■ **Work task**
Below are the records; count how many of their lines carry "cells" and give only the number.

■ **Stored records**
:::::
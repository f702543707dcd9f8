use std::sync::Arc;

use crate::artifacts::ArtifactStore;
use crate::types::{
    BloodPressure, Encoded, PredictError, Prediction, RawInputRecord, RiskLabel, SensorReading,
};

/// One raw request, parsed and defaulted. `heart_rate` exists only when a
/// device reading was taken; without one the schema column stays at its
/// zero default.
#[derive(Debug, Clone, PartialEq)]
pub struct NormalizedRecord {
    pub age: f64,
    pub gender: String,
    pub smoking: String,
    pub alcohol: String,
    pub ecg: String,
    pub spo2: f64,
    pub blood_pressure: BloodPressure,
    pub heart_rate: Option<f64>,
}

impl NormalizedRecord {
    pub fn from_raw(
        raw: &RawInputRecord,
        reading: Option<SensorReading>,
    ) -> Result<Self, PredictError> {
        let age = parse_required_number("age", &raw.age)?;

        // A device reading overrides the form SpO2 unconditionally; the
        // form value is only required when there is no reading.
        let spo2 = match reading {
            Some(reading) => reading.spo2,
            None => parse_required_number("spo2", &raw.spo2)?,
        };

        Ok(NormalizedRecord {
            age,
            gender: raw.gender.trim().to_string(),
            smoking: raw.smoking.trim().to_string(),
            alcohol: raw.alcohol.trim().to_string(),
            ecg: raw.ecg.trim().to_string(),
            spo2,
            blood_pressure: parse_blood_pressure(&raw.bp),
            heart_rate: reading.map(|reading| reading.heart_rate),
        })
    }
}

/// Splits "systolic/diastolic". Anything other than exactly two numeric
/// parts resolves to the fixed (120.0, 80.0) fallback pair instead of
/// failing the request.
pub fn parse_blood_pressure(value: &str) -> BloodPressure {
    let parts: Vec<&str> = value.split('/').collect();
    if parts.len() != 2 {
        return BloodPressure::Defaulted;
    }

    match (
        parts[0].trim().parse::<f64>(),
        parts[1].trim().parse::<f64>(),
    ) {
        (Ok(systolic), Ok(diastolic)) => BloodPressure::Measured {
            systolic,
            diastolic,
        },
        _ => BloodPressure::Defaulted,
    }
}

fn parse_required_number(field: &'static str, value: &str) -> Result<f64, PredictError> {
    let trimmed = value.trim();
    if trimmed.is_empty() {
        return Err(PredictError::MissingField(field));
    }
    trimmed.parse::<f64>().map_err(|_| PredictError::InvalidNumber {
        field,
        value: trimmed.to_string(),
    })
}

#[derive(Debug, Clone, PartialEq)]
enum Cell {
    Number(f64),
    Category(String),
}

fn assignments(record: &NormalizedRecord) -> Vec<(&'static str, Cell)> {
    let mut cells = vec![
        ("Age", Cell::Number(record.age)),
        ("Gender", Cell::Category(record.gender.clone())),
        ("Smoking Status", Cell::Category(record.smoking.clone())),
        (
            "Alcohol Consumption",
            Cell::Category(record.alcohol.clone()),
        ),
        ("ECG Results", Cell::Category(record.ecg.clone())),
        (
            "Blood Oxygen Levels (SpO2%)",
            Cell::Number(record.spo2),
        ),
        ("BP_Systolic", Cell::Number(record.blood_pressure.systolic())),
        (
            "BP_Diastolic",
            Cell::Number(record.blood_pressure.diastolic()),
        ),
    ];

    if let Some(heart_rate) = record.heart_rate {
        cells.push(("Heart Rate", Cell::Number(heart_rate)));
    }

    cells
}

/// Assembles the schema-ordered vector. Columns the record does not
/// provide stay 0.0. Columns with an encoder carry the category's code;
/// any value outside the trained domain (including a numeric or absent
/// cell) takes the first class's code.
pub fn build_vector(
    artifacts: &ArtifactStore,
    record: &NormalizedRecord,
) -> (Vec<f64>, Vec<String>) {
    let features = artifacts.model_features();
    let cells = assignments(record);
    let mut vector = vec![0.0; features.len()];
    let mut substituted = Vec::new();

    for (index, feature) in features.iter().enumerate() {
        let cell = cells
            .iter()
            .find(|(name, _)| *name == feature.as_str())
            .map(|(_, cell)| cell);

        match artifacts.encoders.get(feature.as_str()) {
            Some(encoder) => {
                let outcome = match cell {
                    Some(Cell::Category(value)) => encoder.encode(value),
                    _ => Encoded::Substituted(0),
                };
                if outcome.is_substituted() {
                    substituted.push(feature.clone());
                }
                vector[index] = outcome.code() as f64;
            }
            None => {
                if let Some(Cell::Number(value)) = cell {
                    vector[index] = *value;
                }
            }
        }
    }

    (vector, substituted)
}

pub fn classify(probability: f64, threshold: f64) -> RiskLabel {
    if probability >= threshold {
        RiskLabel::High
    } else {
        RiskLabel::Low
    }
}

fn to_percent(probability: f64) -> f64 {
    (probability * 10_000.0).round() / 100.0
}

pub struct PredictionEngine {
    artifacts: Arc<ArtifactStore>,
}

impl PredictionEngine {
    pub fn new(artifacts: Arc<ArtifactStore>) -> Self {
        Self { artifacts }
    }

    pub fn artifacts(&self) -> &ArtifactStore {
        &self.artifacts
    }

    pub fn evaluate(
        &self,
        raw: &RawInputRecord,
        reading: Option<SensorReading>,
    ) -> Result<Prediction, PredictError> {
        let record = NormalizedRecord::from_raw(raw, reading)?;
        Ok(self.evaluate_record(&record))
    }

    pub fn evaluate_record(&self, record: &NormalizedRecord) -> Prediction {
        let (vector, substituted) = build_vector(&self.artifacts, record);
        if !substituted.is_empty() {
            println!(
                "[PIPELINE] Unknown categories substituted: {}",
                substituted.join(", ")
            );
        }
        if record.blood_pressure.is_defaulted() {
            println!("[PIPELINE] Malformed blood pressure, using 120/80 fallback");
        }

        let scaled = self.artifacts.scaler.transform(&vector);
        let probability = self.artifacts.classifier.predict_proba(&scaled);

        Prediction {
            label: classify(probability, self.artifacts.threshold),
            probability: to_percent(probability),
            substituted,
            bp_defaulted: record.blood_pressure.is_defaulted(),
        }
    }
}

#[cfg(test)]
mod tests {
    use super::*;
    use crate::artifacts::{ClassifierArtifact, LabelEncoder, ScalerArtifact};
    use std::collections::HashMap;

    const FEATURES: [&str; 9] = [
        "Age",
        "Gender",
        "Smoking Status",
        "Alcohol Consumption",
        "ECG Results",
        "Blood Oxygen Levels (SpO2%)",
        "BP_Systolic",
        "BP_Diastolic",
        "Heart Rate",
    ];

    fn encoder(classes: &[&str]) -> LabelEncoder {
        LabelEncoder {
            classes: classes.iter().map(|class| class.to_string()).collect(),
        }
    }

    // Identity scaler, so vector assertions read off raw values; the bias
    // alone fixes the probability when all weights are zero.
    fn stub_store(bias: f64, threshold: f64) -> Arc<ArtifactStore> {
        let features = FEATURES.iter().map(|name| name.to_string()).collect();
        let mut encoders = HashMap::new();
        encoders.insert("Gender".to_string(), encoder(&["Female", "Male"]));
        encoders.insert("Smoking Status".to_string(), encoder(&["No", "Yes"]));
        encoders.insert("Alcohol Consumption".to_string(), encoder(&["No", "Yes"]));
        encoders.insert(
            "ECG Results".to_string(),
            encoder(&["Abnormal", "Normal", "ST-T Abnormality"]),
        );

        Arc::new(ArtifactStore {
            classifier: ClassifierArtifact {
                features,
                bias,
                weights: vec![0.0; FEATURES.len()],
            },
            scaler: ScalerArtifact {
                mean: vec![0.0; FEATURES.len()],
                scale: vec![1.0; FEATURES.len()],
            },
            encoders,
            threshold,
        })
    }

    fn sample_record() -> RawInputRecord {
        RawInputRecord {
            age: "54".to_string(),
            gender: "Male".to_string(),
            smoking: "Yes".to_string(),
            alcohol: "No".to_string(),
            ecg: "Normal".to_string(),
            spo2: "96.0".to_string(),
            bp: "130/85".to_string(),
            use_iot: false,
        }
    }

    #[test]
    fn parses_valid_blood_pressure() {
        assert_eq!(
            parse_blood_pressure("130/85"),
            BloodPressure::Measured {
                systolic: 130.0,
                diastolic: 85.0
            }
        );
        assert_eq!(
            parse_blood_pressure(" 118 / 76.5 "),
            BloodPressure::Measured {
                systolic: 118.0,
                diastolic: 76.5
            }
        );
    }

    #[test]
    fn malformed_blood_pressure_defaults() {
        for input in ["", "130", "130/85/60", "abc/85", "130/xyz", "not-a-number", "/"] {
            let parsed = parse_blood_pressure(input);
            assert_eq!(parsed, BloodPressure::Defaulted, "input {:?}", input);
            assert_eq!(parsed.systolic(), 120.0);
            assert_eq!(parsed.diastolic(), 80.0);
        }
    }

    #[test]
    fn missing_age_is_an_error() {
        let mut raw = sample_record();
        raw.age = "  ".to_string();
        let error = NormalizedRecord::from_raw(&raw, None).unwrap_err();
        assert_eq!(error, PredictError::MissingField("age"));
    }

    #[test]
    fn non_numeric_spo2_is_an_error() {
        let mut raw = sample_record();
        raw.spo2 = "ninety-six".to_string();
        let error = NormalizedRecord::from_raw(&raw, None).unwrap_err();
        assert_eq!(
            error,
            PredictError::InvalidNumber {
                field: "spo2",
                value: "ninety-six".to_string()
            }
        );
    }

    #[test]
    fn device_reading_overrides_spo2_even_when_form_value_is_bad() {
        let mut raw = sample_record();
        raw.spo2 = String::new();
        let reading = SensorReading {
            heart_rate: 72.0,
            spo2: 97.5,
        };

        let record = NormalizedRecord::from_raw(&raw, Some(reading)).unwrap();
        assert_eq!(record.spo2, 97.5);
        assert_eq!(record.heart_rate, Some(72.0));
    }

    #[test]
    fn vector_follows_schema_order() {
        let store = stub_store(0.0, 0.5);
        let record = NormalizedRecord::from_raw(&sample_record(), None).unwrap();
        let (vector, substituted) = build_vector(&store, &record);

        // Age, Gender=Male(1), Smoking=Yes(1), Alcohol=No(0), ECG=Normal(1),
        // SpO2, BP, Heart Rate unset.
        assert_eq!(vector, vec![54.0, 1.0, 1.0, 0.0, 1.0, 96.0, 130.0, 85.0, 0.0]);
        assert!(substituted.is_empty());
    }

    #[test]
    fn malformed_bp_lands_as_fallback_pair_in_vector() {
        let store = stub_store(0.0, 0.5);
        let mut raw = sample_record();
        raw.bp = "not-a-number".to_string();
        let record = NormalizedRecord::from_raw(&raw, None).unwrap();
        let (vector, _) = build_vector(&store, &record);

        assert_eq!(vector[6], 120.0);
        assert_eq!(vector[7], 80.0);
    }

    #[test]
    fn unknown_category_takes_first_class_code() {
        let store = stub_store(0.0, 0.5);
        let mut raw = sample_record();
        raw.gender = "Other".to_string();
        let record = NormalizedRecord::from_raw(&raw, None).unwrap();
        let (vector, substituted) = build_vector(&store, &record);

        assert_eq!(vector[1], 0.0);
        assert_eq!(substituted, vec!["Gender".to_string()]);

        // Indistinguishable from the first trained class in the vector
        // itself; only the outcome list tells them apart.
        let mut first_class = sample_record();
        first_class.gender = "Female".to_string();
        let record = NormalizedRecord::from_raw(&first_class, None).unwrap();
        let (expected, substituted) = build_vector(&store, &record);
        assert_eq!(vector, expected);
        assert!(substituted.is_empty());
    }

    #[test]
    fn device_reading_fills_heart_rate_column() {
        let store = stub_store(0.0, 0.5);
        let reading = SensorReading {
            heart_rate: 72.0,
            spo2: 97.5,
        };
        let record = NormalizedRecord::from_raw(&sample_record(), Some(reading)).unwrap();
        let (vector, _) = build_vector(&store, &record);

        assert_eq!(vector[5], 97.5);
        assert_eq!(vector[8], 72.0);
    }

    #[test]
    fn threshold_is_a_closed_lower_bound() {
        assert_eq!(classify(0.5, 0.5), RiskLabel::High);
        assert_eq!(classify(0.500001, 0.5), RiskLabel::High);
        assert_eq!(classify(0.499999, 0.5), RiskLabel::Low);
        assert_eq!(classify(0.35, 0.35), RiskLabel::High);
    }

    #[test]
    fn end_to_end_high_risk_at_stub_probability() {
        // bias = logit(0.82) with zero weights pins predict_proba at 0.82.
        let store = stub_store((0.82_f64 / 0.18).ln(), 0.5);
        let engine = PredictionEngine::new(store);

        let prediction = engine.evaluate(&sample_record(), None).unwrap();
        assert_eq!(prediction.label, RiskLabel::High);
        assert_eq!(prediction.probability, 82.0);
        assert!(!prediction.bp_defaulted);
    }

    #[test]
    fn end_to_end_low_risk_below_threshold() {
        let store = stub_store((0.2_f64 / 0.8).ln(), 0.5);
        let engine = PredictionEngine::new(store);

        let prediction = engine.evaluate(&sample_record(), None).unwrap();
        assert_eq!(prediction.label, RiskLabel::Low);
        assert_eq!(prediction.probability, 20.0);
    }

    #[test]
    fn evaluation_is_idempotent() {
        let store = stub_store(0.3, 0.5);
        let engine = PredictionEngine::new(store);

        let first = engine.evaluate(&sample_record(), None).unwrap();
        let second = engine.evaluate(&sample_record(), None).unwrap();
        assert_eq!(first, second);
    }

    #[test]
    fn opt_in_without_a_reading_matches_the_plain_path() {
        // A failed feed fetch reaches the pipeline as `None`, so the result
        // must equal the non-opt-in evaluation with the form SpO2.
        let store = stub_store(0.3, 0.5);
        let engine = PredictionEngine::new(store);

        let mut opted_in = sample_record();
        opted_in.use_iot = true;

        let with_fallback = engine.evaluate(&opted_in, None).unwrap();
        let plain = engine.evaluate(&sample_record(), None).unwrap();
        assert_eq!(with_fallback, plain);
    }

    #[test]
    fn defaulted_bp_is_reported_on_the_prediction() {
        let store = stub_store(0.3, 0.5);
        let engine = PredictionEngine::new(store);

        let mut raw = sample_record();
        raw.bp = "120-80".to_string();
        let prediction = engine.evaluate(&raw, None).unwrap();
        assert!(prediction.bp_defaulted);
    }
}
:::::
■ **Exercise solution**
5